Upon arrival of the USAR and UASI rescue teams, a briefing was held at the command post where blueprints for the pipe layout were reviewed. Layouts of the pipe system and victim location were identified and representatives from the rescue teams met with the Operations Officer at the top of the pipe to aid in the rescue. As the pipe sections were removed, operations were underway to improve conditions within the space for the victim; voice contact with the victim was continuing, warm ventilation was being put in place to keep fresh air in the space and increase the temperature within the pipe, and atmospheric monitoring was ongoing to make certain conditions did not change during the operation.
The last elbow of pipe was proving to be a formidable opponent; years of exposure to the elements and to moisture had seized the sections of pipe together at the expansion joint.
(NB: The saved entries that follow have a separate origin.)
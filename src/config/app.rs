//! Application configuration loading from config.toml.
//!
//! The file holds the HTTP bind address, attribution defaults offered to new
//! forms, and the reference data used to seed the lookup tables.

use crate::config::reference::ReferenceConfig;
use crate::errors::{Error, Result};
use serde::{Deserialize, Serialize};
use std::path::Path;
use tracing::debug;

/// Default location of the configuration file
pub const DEFAULT_CONFIG_PATH: &str = "config.toml";

/// Entire config.toml file
#[derive(Debug, Clone, Default, Deserialize)]
pub struct AppConfig {
    /// HTTP server settings
    #[serde(default)]
    pub server: ServerConfig,
    /// Attribution defaults for new documents
    #[serde(default)]
    pub defaults: DefaultsConfig,
    /// Reference data to seed
    #[serde(flatten)]
    pub reference: ReferenceConfig,
}

/// `[server]` section
#[derive(Debug, Clone, Deserialize)]
pub struct ServerConfig {
    /// Socket address to listen on
    #[serde(default = "default_bind_address")]
    pub bind_address: String,
}

impl Default for ServerConfig {
    fn default() -> Self {
        Self {
            bind_address: default_bind_address(),
        }
    }
}

fn default_bind_address() -> String {
    "127.0.0.1:3000".to_string()
}

/// `[defaults]` section, served to the browser to prefill new forms
#[derive(Debug, Clone, Default, Deserialize, Serialize)]
#[serde(rename_all(serialize = "camelCase"))]
pub struct DefaultsConfig {
    #[serde(default)]
    pub typist_name: String,
    #[serde(default)]
    pub typist_office: String,
    #[serde(default)]
    pub sro_office: String,
}

/// Loads the configuration from a TOML file
///
/// # Errors
/// Returns an error if the file cannot be read, the TOML syntax is invalid,
/// or a Sub-Registrar Office names a district that is not declared.
pub fn load_config<P: AsRef<Path>>(path: P) -> Result<AppConfig> {
    let path_ref = path.as_ref();
    debug!("Attempting to load configuration from: {:?}", path_ref);
    let contents = std::fs::read_to_string(path_ref).map_err(|e| Error::Config {
        message: format!("Failed to read config file {}: {e}", path_ref.display()),
    })?;

    parse_config(&contents)
}

/// Parses configuration from TOML text
pub fn parse_config(contents: &str) -> Result<AppConfig> {
    let config: AppConfig = toml::from_str(contents).map_err(|e| Error::Config {
        message: format!("Failed to parse config.toml: {e}"),
    })?;

    for office in &config.reference.sub_registrar_offices {
        if !config
            .reference
            .districts
            .iter()
            .any(|district| district.name == office.district)
        {
            return Err(Error::Config {
                message: format!(
                    "Sub-Registrar Office '{}' names unknown district '{}'",
                    office.name, office.district
                ),
            });
        }
    }

    Ok(config)
}

/// Loads the configuration from `DEED_DRAFTER_CONFIG`, or ./config.toml.
///
/// A missing file at the default location is not an error: the service runs
/// with default settings and empty reference data.
pub fn load_app_configuration() -> Result<AppConfig> {
    let explicit = std::env::var("DEED_DRAFTER_CONFIG").ok();
    let path = explicit.as_deref().unwrap_or(DEFAULT_CONFIG_PATH);

    if explicit.is_none() && !Path::new(path).exists() {
        tracing::warn!("No {DEFAULT_CONFIG_PATH} found, using defaults");
        return Ok(AppConfig::default());
    }

    let mut config = load_config(path)?;
    if let Ok(bind_address) = std::env::var("BIND_ADDRESS") {
        config.server.bind_address = bind_address;
    }
    Ok(config)
}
A decision was made to put a relief cut in the pipe at the joint to relieve the pressure on the pipe. A gas-powered rotary saw was brought up to the pipe and cutting operations began. During the cut, a considerable increase in carbon monoxide (CO) was identified in the space, so the gas powered tools were replaced with an electric reciprocal saw to finish the cut. Once the cut was made, the pipe sections were separated, exposing a 20-inch entry portal to access the victim.
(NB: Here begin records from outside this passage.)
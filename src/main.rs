use deed_drafter::{
    api::{self, AppState},
    config::{
        self,
        database::{create_connection, create_tables, get_database_url},
    },
    core::reference::seed_reference_data,
    errors::{Error, Result},
};
use dotenvy::dotenv;
use tracing::{error, info};
use tracing_subscriber::EnvFilter;

#[tokio::main]
async fn main() -> Result<()> {
    // 1. Initialize tracing (as early as possible)
    tracing_subscriber::fmt()
        .with_env_filter(
            EnvFilter::try_from_default_env().unwrap_or_else(|_| EnvFilter::new("info")),
        )
        .init();

    // 2. Load .env file; env vars can also be set externally
    dotenv().ok();
    info!("Attempted to load .env file.");

    // 3. Load the main application configuration
    let app_config = config::load_app_configuration()
        .inspect_err(|e| error!("Critical error loading application configuration: {}", e))?;
    info!("Successfully processed application configuration.");

    // 4. Connect and create any missing tables
    let db = create_connection(&get_database_url())
        .await
        .inspect_err(|e| error!("Failed to connect to database: {}", e))?;
    create_tables(&db)
        .await
        .inspect(|()| info!("Database initialized successfully."))
        .inspect_err(|e| error!("Failed to initialize database: {}", e))?;

    // 5. Seed reference data declared in config.toml
    seed_reference_data(&db, &app_config.reference)
        .await
        .inspect_err(|e| error!("Failed to seed reference data: {}", e))?;

    // 6. Serve the API until ctrl-c
    let listener = tokio::net::TcpListener::bind(&app_config.server.bind_address).await?;
    info!("Listening on {}", listener.local_addr()?);

    let app = api::router(AppState::new(db, app_config.defaults));
    axum::serve(listener, app)
        .with_graceful_shutdown(shutdown_signal())
        .await
        .map_err(|e| Error::Server {
            message: e.to_string(),
        })?;

    info!("Server stopped.");
    Ok(())
}

async fn shutdown_signal() {
    if let Err(e) = tokio::signal::ctrl_c().await {
        error!("Failed to listen for shutdown signal: {}", e);
    }
}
As the last section of pipe was being removed, crews at the top of the space were transitioning into entry mode. Entrants stood by in harnesses and supplied air respirators (SAR) waiting to be lowered while crew continued to build rigging on top of a tripod that was set up at the equipment staging area. Once the pipe was exposed, almost two feet of pipe extended above the soil line (see Photo 3), limiting the lift capabilities of the rigging system while attached to the tripod. Instead, crews attached the rescue rigging to the tower ladder that was extended over the retention basin to serve as an overhead anchor for the rope systems.
While the rigging was being set into place, rescuers continued to communicate with the victim, providing direction to allow the victim to get himself into position for removal from the pipe. Once the victim was in position, towels and blankets were lowered to the victim to allow him to clean himself up and help keep him warm while in the pipe. A harness was lowered to the victim on the retrieval system, and rescuers were able to direct him in donning the harness on his own. Once the harness was in place, the rope was attached to the haul system and the victim was removed from the pipe.
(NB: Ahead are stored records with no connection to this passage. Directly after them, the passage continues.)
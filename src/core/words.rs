//! Currency amounts in words for deed boilerplate ("Rupees ___ only").
//!
//! Both languages use the Indian numbering system (crore, lakh, thousand,
//! hundred). The output is shown live while the user types, so every input
//! yields a string: zero renders as the zero word, and negative, non-finite or
//! non-numeric input renders as the language's fallback. Bare words cover whole
//! numbers only; the currency phrase also spells paise.

use crate::core::amounts::parse_amount;

/// Largest amount rendered in words; beyond this the fallback is returned.
pub const MAX_WORDS_AMOUNT: f64 = 999_999_999_999_999.0;

const CRORE: u64 = 10_000_000;
const LAKH: u64 = 100_000;
const THOUSAND: u64 = 1_000;

/// Indian numbering scales above hundreds
#[derive(Debug, Clone, Copy, PartialEq, Eq)]
pub enum Scale {
    Thousand,
    Lakh,
    Crore,
}

/// A language that can spell whole rupee amounts.
pub trait NumberWords {
    /// Word for zero
    fn zero(&self) -> &'static str;

    /// Returned for input that cannot be spelled
    fn fallback(&self) -> &'static str;

    /// Spells `1..=999`.
    fn below_thousand(&self, n: u64) -> String;

    /// Spells `count` units of `scale`, in combining form when more words follow.
    fn scale(&self, scale: Scale, count: u64, followed: bool) -> String;

    /// Wraps spelled words in the currency phrase.
    fn rupees(&self, words: &str) -> String;

    /// Currency phrase for rupees followed by paise.
    fn rupees_and_paise(&self, rupees: &str, paise: &str) -> String;

    /// Spells any positive whole number.
    fn integer(&self, n: u64) -> String {
        let crore = n / CRORE;
        let lakh = (n / LAKH) % 100;
        let thousand = (n / THOUSAND) % 100;
        let rest = n % THOUSAND;

        let mut parts = Vec::new();
        if crore > 0 {
            parts.push(self.scale(Scale::Crore, crore, n % CRORE > 0));
        }
        if lakh > 0 {
            parts.push(self.scale(Scale::Lakh, lakh, n % LAKH > 0));
        }
        if thousand > 0 {
            parts.push(self.scale(Scale::Thousand, thousand, rest > 0));
        }
        if rest > 0 {
            parts.push(self.below_thousand(rest));
        }
        parts.join(" ")
    }
}

/// Tamil number words as used in registered deeds
#[derive(Debug, Clone, Copy, Default)]
pub struct Tamil;

const TA_UNITS: [&str; 10] = [
    "", "ஒன்று", "இரண்டு", "மூன்று", "நான்கு", "ஐந்து", "ஆறு", "ஏழு", "எட்டு", "ஒன்பது",
];
const TA_TEENS: [&str; 10] = [
    "பத்து",
    "பதினொன்று",
    "பன்னிரண்டு",
    "பதின்மூன்று",
    "பதினான்கு",
    "பதினைந்து",
    "பதினாறு",
    "பதினேழு",
    "பதினெட்டு",
    "பத்தொன்பது",
];
const TA_TENS: [&str; 10] = [
    "", "", "இருபது", "முப்பது", "நாற்பது", "ஐம்பது", "அறுபது", "எழுபது", "எண்பது", "தொண்ணூறு",
];
const TA_TENS_JOINED: [&str; 10] = [
    "",
    "",
    "இருபத்து",
    "முப்பத்து",
    "நாற்பத்து",
    "ஐம்பத்து",
    "அறுபத்து",
    "எழுபத்து",
    "எண்பத்து",
    "தொண்ணூற்று",
];
const TA_HUNDREDS: [&str; 10] = [
    "",
    "நூறு",
    "இருநூறு",
    "முந்நூறு",
    "நானூறு",
    "ஐநூறு",
    "அறுநூறு",
    "எழுநூறு",
    "எண்ணூறு",
    "தொள்ளாயிரம்",
];
const TA_HUNDREDS_JOINED: [&str; 10] = [
    "",
    "நூற்று",
    "இருநூற்று",
    "முந்நூற்று",
    "நானூற்று",
    "ஐநூற்று",
    "அறுநூற்று",
    "எழுநூற்று",
    "எண்ணூற்று",
    "தொள்ளாயிரத்து",
];

#[allow(clippy::cast_possible_truncation)] // indices are always < 10
fn tamil_below_hundred(n: u64) -> String {
    match n {
        0..=9 => TA_UNITS[n as usize].to_string(),
        10..=19 => TA_TEENS[(n - 10) as usize].to_string(),
        _ if n % 10 == 0 => TA_TENS[(n / 10) as usize].to_string(),
        _ => format!(
            "{} {}",
            TA_TENS_JOINED[(n / 10) as usize],
            TA_UNITS[(n % 10) as usize]
        ),
    }
}

impl NumberWords for Tamil {
    fn zero(&self) -> &'static str {
        "பூஜ்ஜியம்"
    }

    fn fallback(&self) -> &'static str {
        "தவறான தொகை"
    }

    #[allow(clippy::cast_possible_truncation)]
    fn below_thousand(&self, n: u64) -> String {
        let hundreds = (n / 100) as usize;
        let rest = n % 100;
        match (hundreds, rest) {
            (0, _) => tamil_below_hundred(rest),
            (_, 0) => TA_HUNDREDS[hundreds].to_string(),
            _ => format!("{} {}", TA_HUNDREDS_JOINED[hundreds], tamil_below_hundred(rest)),
        }
    }

    fn scale(&self, scale: Scale, count: u64, followed: bool) -> String {
        let unit = match (scale, followed) {
            (Scale::Thousand, false) => "ஆயிரம்",
            (Scale::Thousand, true) => "ஆயிரத்து",
            (Scale::Lakh, false) => "லட்சம்",
            (Scale::Lakh, true) => "லட்சத்து",
            (Scale::Crore, false) => "கோடி",
            (Scale::Crore, true) => "கோடியே",
        };

        match (scale, count) {
            (Scale::Thousand, 1) => unit.to_string(),
            (_, 1) => format!("ஒரு {unit}"),
            _ => format!("{} {unit}", self.integer(count)),
        }
    }

    fn rupees(&self, words: &str) -> String {
        format!("ரூபாய் {words} மட்டும்")
    }

    fn rupees_and_paise(&self, rupees: &str, paise: &str) -> String {
        format!("ரூபாய் {rupees} {paise} பைசா மட்டும்")
    }
}

/// English words in the Indian numbering system
#[derive(Debug, Clone, Copy, Default)]
pub struct English;

const EN_UNITS: [&str; 20] = [
    "", "One", "Two", "Three", "Four", "Five", "Six", "Seven", "Eight", "Nine", "Ten", "Eleven",
    "Twelve", "Thirteen", "Fourteen", "Fifteen", "Sixteen", "Seventeen", "Eighteen", "Nineteen",
];
const EN_TENS: [&str; 10] = [
    "", "", "Twenty", "Thirty", "Forty", "Fifty", "Sixty", "Seventy", "Eighty", "Ninety",
];

impl NumberWords for English {
    fn zero(&self) -> &'static str {
        "Zero"
    }

    fn fallback(&self) -> &'static str {
        "Invalid amount"
    }

    #[allow(clippy::cast_possible_truncation)]
    fn below_thousand(&self, n: u64) -> String {
        let hundreds = (n / 100) as usize;
        let rest = (n % 100) as usize;

        let mut parts = Vec::new();
        if hundreds > 0 {
            parts.push(format!("{} Hundred", EN_UNITS[hundreds]));
        }
        match rest {
            0 => {}
            1..=19 => parts.push(EN_UNITS[rest].to_string()),
            _ if rest % 10 == 0 => parts.push(EN_TENS[rest / 10].to_string()),
            _ => parts.push(format!("{} {}", EN_TENS[rest / 10], EN_UNITS[rest % 10])),
        }
        parts.join(" ")
    }

    fn scale(&self, scale: Scale, count: u64, _followed: bool) -> String {
        let unit = match scale {
            Scale::Thousand => "Thousand",
            Scale::Lakh => "Lakh",
            Scale::Crore => "Crore",
        };
        format!("{} {unit}", self.integer(count))
    }

    fn rupees(&self, words: &str) -> String {
        format!("Rupees {words} Only")
    }

    fn rupees_and_paise(&self, rupees: &str, paise: &str) -> String {
        format!("Rupees {rupees} and {paise} Paise Only")
    }
}

/// Whole rupees for `amount`, or `None` when it cannot be spelled.
#[allow(clippy::cast_possible_truncation, clippy::cast_sign_loss)]
fn whole_rupees(amount: f64) -> Option<u64> {
    if !amount.is_finite() || amount < 0.0 || amount > MAX_WORDS_AMOUNT || amount.fract() != 0.0 {
        return None;
    }
    Some(amount as u64)
}

/// Rupees and paise of `amount`, rounded to the nearest paisa.
#[allow(clippy::cast_possible_truncation, clippy::cast_sign_loss)]
fn rupees_and_paise(amount: f64) -> Option<(u64, u64)> {
    if !amount.is_finite() || amount < 0.0 || amount > MAX_WORDS_AMOUNT {
        return None;
    }
    let paise = (amount * 100.0).round() as u64;
    Some((paise / 100, paise % 100))
}

fn spell<L: NumberWords>(language: &L, n: u64) -> String {
    if n == 0 {
        language.zero().to_string()
    } else {
        language.integer(n)
    }
}

/// Spells `amount` in `language`.
#[must_use]
pub fn words_for<L: NumberWords>(language: &L, amount: f64) -> String {
    whole_rupees(amount).map_or_else(|| language.fallback().to_string(), |n| spell(language, n))
}

/// Spells `amount` inside the currency phrase, paise included; invalid input
/// yields the bare fallback.
#[must_use]
pub fn rupees_for<L: NumberWords>(language: &L, amount: f64) -> String {
    match rupees_and_paise(amount) {
        None => language.fallback().to_string(),
        Some((rupees, 0)) => language.rupees(&spell(language, rupees)),
        Some((rupees, paise)) => {
            language.rupees_and_paise(&spell(language, rupees), &language.below_thousand(paise))
        }
    }
}

/// Tamil words for `amount`.
#[must_use]
pub fn amount_in_words(amount: f64) -> String {
    words_for(&Tamil, amount)
}

/// Tamil words for an amount as typed into a form.
#[must_use]
pub fn amount_in_words_str(value: &str) -> String {
    parse_amount(value).map_or_else(|| Tamil.fallback().to_string(), amount_in_words)
}

/// Tamil currency phrase, e.g. `ரூபாய் ஐநூறு மட்டும்`.
#[must_use]
pub fn rupees_in_words(amount: f64) -> String {
    rupees_for(&Tamil, amount)
}

/// English currency phrase, e.g. `Rupees Five Hundred Only`.
#[must_use]
pub fn english_rupees_in_words(amount: f64) -> String {
    rupees_for(&English, amount)
}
EMS personnel were directed up to the entry point of the pipe in order to receive the victim once he was removed from the space. At 10:59, the victim was removed from the space, placed on a backboard and transferred onto a stretcher once he was carried down the basin wall.
The Middlesex County Hazardous Materials Team was on scene as well to provide decontamination efforts while paramedics and the on-scene trauma physician began to evaluate the victim’s condition.
By 11:20, the victim was transported to the landing zone, loaded onto a waiting medi-vac helicopter, and flown to the nearest trauma center for treatment. At 11:42, command was terminated and all resources were cleared from the scene.
Considering the complexity and the dynamics of the incident, a few points were raised for consideration and remediation:
Have a resource list developed prior to the incident: Responding officers begin their size-up from the initial dispatch, during the response, and while on-scene. The size-up process identifies needs and resources that will be utilized during the incident. These resources are not limited to rescue personnel; other resources included blueprints for the pipe layout of the facility, as well as equipment operators. Once identified, rapid notification and dispatch of these units are imperative for the highest probably of success. Departments should have a list of resources available to limit the reflex time necessary to get them to the incident.
Access to the space may not be initially accessible: Responders were unable to access entry into the pipe the same way the victim did, and remove the victim once they were packaged. However, this situation is not rare; many times, additional steps are necessary to gain access into the space to perform the rescue. It is imperative that rescuers be trained not only in the steps of the entry and removal, but also possesses the skills necessary to move large objects (see Photo 4), remove significant components and “solve problems” that would hinder an entry to perform rescue.